§ **What is required**
Within the entries below, find every line that has the string "contains", then copy it.

Recorded data:
+++

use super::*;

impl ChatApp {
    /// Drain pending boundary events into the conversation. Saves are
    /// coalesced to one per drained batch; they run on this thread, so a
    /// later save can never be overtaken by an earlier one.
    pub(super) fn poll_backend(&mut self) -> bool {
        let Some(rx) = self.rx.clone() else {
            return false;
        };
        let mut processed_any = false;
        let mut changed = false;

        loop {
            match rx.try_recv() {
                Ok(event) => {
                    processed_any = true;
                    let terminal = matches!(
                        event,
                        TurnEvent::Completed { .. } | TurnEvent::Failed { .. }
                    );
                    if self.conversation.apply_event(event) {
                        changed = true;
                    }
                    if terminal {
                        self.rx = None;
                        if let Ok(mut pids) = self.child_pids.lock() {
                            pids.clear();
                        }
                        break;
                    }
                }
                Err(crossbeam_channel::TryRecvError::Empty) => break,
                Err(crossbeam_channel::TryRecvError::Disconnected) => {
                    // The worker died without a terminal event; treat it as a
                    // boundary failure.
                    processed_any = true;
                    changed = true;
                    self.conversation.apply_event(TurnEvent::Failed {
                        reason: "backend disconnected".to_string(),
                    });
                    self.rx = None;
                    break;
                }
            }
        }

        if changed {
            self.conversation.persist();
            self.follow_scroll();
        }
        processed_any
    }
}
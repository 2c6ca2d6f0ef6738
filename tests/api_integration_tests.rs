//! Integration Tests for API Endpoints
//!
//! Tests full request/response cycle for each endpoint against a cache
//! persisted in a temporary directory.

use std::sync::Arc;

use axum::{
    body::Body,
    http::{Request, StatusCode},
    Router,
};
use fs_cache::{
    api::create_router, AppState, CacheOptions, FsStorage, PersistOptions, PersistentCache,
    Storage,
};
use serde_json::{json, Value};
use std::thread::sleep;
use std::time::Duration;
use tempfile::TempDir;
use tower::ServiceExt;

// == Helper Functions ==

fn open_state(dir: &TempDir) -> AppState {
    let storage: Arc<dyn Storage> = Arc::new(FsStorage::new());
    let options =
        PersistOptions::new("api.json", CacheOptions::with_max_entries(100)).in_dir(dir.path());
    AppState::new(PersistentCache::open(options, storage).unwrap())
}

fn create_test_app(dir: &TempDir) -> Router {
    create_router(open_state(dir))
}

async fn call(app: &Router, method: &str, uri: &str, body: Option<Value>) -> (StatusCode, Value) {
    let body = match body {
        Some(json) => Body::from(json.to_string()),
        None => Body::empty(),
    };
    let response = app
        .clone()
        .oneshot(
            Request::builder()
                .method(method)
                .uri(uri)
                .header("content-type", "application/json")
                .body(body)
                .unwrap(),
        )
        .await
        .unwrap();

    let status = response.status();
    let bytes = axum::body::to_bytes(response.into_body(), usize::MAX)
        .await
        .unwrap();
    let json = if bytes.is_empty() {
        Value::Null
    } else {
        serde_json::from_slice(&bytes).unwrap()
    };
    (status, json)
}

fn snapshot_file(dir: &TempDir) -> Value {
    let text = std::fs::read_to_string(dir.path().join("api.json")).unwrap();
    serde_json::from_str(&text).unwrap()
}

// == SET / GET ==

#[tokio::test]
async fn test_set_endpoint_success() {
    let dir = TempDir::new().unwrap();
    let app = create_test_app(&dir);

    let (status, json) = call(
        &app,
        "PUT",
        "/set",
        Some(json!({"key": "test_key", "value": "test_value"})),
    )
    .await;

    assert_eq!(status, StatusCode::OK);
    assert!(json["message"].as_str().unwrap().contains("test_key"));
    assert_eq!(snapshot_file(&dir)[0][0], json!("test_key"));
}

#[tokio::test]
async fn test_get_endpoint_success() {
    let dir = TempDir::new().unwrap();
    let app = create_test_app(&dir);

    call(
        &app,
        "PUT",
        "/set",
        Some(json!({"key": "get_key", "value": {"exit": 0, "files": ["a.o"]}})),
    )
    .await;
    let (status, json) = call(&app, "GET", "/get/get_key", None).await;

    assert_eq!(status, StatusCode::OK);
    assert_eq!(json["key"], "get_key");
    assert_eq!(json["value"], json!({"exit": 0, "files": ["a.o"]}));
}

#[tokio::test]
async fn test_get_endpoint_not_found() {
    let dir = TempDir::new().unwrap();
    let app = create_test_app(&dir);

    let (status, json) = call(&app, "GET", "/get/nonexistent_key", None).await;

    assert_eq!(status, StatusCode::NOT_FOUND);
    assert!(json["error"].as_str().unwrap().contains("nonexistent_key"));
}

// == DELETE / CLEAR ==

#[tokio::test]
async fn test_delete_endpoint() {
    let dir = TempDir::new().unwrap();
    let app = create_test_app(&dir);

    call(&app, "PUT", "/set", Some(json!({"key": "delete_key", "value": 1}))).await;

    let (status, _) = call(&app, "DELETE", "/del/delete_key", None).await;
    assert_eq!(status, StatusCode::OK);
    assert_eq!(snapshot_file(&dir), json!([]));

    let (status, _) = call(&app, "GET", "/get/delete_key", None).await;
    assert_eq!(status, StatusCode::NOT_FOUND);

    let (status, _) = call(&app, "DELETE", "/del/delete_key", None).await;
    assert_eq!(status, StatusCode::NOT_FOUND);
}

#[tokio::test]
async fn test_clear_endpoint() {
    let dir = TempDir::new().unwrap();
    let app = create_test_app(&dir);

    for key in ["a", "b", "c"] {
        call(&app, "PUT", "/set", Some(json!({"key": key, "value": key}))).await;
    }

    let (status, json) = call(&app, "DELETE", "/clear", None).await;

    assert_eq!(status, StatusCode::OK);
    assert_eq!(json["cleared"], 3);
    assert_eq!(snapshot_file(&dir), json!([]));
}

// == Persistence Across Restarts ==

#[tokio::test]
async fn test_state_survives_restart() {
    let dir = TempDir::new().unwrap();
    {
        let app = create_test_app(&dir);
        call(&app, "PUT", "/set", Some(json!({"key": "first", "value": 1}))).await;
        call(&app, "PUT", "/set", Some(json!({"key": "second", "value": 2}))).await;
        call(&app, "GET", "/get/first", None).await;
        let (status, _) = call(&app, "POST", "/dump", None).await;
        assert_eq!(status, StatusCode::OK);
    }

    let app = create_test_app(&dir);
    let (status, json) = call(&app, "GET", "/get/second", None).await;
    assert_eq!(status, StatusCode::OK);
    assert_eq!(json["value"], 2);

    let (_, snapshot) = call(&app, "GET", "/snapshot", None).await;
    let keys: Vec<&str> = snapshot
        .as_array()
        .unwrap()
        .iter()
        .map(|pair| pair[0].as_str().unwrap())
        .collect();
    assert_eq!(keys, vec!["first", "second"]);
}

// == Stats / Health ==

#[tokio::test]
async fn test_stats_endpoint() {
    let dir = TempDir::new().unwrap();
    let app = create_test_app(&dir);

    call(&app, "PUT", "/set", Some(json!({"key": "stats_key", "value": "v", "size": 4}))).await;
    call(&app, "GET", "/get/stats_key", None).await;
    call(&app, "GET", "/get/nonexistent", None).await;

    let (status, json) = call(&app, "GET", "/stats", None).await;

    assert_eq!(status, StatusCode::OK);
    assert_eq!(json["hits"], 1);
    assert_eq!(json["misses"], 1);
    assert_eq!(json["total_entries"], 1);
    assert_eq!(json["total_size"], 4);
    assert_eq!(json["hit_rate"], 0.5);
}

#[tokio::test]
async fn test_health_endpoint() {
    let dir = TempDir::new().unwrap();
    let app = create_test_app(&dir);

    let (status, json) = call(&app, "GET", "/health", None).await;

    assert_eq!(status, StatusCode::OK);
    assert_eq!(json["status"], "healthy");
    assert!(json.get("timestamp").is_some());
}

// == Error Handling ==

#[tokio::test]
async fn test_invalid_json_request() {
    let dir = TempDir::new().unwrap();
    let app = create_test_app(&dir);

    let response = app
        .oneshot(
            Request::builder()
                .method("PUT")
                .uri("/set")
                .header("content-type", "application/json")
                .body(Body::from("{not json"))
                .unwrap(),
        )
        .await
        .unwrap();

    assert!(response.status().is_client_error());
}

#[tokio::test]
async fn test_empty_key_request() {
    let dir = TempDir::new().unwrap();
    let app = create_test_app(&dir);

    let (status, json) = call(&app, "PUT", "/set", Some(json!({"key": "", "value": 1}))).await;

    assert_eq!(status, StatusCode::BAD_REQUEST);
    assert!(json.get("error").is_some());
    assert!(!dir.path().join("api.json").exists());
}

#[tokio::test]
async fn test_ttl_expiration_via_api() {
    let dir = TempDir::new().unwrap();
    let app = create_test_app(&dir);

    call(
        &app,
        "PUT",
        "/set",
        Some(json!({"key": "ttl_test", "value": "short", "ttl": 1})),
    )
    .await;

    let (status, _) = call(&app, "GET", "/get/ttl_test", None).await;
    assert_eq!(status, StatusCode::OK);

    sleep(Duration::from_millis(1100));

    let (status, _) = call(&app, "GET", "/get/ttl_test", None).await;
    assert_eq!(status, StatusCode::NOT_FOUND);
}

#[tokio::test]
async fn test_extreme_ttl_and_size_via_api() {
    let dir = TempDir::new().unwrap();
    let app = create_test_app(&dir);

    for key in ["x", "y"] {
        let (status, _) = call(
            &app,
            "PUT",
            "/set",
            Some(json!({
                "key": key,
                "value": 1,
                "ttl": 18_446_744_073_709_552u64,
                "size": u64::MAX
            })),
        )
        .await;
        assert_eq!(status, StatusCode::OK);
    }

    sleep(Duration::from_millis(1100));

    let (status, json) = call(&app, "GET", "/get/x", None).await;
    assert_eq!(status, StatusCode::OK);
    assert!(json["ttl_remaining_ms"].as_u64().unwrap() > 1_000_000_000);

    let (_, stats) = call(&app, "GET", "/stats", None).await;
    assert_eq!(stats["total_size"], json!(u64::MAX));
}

+++

§ **The answer**
    assert!(json["message"].as_str().unwrap().contains("test_key"));
    assert!(json["error"].as_str().unwrap().contains("nonexistent_key"));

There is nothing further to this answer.